Items listed in a dataset:
[Start of section]
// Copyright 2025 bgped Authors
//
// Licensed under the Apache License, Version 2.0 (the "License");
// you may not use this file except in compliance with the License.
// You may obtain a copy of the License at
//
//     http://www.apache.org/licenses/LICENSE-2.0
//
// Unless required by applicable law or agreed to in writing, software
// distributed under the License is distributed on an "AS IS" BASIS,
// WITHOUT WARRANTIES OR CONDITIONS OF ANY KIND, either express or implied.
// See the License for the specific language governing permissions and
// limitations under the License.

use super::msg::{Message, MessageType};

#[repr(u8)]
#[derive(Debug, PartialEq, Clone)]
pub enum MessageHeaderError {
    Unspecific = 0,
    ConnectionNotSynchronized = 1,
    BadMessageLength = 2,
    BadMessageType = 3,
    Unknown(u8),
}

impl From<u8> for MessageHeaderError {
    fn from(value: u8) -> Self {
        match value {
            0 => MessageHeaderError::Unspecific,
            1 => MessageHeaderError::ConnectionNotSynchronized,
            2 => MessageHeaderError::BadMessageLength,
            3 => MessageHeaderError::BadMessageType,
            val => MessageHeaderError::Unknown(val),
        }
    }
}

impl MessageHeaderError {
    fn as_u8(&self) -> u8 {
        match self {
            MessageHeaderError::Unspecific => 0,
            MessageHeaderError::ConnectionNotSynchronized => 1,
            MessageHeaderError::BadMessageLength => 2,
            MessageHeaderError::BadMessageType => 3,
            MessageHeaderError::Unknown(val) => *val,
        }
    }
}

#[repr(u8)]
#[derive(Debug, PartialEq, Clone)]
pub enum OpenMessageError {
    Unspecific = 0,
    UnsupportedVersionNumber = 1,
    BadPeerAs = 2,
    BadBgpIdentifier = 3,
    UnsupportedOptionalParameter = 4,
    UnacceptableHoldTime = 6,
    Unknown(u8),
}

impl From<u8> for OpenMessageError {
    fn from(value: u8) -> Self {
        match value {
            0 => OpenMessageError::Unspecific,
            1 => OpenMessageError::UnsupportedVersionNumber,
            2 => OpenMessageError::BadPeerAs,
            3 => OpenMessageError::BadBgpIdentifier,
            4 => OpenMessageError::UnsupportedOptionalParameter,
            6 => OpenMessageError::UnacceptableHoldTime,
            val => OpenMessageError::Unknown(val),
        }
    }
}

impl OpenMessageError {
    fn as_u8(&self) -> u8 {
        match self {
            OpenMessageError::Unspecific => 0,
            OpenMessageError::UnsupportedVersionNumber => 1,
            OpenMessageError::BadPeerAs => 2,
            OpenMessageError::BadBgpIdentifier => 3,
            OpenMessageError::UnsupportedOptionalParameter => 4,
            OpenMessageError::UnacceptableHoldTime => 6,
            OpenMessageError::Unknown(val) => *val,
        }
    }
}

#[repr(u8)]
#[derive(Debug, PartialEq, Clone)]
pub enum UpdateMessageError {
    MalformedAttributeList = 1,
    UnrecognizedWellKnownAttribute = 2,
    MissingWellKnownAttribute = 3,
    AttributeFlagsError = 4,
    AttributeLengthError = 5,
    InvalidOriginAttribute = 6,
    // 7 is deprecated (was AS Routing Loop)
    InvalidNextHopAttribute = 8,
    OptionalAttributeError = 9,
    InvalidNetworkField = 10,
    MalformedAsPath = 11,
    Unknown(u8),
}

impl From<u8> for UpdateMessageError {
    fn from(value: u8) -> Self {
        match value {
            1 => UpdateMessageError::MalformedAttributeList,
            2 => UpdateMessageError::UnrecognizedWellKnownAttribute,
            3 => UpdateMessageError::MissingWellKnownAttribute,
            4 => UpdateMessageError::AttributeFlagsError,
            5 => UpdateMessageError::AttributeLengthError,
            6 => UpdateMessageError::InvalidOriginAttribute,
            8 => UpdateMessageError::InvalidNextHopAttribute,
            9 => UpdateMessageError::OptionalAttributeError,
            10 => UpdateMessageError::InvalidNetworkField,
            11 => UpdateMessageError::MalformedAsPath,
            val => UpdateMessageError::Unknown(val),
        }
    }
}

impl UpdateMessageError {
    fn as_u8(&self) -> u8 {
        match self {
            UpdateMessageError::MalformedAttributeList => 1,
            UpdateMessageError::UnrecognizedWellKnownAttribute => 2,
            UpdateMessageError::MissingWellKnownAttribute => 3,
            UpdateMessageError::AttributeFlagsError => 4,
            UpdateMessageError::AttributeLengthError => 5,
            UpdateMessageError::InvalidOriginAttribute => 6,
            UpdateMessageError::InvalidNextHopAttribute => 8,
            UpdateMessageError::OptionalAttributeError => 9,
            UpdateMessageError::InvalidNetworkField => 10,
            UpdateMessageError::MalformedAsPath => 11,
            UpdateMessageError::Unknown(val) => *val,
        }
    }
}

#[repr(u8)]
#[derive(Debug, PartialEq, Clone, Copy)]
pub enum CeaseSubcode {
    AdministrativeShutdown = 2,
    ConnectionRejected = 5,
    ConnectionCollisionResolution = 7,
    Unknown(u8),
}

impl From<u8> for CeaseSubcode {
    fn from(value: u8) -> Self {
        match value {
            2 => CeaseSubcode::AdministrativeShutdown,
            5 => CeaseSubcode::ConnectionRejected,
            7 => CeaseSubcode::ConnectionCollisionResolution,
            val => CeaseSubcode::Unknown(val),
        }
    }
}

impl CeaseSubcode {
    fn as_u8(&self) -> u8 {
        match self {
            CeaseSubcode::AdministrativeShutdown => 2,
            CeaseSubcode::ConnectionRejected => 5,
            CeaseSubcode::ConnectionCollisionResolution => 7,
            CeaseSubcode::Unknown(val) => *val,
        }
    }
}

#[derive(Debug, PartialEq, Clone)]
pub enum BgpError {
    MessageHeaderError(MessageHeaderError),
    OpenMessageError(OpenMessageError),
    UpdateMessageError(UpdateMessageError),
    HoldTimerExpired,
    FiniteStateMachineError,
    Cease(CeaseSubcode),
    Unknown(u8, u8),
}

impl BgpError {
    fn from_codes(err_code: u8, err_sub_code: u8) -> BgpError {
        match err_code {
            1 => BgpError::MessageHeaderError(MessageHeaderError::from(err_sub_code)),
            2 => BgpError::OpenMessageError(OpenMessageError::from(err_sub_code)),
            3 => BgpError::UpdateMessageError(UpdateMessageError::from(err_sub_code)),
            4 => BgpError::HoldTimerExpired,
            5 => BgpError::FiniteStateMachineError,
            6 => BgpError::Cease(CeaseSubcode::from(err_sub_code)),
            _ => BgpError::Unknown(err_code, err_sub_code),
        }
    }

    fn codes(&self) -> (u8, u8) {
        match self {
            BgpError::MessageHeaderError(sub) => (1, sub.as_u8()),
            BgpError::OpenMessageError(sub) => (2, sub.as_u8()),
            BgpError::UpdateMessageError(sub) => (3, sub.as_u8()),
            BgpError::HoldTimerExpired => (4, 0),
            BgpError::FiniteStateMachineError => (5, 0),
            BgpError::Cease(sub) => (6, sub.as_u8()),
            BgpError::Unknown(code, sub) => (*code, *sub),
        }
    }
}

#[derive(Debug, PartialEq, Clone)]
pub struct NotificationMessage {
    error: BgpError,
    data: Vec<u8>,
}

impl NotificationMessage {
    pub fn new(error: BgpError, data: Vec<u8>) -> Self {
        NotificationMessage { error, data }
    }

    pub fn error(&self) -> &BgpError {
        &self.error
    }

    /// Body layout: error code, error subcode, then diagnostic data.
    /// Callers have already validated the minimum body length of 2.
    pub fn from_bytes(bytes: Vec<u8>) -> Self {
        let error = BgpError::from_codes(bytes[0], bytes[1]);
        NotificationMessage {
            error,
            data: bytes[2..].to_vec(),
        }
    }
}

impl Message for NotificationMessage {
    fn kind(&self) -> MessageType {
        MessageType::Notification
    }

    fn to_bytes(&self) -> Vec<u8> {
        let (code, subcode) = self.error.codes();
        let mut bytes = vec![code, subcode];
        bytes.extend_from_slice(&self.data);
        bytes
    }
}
[End of section]
[Start of section]
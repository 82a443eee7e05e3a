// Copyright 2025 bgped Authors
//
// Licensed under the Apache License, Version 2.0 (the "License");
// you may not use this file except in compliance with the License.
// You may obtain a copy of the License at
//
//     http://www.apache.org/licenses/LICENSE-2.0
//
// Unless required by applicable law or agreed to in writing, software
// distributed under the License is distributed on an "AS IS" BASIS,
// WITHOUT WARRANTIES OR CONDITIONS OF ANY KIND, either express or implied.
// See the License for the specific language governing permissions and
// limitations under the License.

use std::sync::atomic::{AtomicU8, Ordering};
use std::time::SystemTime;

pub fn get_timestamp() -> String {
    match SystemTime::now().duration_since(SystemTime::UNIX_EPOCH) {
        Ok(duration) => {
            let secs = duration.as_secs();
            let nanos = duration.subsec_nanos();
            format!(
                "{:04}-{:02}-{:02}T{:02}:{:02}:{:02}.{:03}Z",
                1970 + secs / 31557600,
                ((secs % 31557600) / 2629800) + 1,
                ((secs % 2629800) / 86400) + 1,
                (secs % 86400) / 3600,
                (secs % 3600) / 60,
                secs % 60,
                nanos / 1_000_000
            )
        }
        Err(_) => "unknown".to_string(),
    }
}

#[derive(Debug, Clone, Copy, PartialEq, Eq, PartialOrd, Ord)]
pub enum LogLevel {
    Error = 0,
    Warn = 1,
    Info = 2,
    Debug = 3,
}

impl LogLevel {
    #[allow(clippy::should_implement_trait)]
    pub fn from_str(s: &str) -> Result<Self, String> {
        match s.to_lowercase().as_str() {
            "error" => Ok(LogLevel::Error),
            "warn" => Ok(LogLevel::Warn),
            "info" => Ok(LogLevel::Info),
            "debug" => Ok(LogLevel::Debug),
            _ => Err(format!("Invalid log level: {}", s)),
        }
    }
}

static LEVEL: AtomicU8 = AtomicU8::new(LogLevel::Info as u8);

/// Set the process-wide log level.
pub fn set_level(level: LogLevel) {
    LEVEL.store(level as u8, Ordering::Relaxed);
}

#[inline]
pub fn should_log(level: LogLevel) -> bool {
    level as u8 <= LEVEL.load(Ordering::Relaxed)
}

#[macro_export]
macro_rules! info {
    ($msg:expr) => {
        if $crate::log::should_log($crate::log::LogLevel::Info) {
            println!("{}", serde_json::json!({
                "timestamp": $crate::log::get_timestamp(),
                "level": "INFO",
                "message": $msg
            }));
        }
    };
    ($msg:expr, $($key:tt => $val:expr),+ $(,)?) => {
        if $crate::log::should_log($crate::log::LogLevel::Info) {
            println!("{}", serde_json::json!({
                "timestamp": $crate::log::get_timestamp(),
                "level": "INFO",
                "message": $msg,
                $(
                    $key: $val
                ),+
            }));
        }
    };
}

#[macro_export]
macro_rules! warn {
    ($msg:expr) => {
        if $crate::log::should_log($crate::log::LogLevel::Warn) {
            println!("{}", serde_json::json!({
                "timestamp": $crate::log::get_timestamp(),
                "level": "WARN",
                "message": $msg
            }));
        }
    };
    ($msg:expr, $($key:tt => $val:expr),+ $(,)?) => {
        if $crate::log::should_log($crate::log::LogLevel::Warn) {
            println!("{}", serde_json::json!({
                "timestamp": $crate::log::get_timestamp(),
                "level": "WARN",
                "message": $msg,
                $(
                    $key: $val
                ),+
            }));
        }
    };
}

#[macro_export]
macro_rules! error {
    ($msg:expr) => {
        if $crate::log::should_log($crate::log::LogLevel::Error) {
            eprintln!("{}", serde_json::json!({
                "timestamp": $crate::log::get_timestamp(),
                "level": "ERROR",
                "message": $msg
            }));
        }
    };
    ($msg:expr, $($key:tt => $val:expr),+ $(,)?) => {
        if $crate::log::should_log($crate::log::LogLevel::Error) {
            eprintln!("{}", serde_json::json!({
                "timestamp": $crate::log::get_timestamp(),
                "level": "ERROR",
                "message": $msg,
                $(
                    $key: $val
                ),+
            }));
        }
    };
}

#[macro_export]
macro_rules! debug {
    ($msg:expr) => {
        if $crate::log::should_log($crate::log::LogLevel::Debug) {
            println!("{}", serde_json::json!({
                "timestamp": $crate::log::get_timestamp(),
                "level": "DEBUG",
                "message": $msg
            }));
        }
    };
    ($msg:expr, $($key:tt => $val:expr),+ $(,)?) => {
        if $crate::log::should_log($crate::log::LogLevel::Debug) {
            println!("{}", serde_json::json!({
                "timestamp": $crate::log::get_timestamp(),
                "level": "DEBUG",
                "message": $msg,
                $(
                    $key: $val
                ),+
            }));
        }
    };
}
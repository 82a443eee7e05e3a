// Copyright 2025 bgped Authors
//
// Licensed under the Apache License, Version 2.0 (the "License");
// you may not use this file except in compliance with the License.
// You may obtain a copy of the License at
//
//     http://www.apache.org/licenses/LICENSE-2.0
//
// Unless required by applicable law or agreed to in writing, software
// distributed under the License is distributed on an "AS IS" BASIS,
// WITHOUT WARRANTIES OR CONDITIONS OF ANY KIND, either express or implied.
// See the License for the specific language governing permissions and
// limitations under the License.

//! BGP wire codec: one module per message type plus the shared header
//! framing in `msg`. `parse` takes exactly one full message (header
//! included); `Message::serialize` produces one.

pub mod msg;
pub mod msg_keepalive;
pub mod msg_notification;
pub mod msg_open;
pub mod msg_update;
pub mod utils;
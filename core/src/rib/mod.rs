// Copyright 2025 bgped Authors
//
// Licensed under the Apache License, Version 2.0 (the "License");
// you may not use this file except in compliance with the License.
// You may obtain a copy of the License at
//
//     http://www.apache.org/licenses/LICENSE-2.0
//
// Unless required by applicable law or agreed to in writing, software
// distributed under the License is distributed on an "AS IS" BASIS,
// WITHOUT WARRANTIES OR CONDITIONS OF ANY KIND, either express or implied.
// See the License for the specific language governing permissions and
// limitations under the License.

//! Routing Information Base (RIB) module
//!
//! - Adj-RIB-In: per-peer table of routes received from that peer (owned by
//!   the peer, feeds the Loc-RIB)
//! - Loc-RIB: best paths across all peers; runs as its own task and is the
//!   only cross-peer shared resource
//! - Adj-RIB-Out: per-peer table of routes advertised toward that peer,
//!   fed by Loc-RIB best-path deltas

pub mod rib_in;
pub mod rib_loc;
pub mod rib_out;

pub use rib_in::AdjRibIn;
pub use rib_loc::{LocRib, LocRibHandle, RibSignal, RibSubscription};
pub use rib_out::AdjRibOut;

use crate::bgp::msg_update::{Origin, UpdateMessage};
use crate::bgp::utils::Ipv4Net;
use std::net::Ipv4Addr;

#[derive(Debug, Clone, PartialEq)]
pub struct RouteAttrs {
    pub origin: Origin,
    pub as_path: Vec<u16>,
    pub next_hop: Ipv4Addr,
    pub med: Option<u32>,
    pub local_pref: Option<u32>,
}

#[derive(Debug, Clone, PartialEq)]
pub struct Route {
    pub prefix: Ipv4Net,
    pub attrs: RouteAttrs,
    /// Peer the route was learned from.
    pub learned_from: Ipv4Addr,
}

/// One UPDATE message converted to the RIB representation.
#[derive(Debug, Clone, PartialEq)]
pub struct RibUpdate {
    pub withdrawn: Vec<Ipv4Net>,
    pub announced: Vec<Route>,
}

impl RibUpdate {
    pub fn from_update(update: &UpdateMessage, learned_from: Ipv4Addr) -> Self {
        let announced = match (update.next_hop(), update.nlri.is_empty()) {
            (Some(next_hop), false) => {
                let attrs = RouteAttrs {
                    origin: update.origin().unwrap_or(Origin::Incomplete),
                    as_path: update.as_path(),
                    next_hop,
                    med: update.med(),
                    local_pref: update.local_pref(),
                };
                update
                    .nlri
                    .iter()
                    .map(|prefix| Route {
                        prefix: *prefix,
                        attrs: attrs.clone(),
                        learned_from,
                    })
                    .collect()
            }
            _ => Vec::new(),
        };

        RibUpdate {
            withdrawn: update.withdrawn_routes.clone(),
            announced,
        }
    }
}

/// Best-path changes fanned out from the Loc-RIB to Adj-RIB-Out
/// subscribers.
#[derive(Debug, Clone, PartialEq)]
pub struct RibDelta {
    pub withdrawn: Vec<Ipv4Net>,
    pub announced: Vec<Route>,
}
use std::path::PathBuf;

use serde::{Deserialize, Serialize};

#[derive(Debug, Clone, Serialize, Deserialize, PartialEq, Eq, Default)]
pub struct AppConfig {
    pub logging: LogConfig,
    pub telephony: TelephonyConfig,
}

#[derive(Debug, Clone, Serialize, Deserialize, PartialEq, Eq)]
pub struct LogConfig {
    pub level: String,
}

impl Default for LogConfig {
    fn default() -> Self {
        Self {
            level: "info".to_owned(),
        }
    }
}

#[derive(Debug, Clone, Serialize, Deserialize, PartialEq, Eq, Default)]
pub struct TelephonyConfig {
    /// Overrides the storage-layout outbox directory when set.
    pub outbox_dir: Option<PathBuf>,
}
[End of section]
_Brief_.
Among the lines above, please find those with "shared" and copy them.

_Response to this task_.
//! BGP wire codec: one module per message type plus the shared header
//!   only cross-peer shared resource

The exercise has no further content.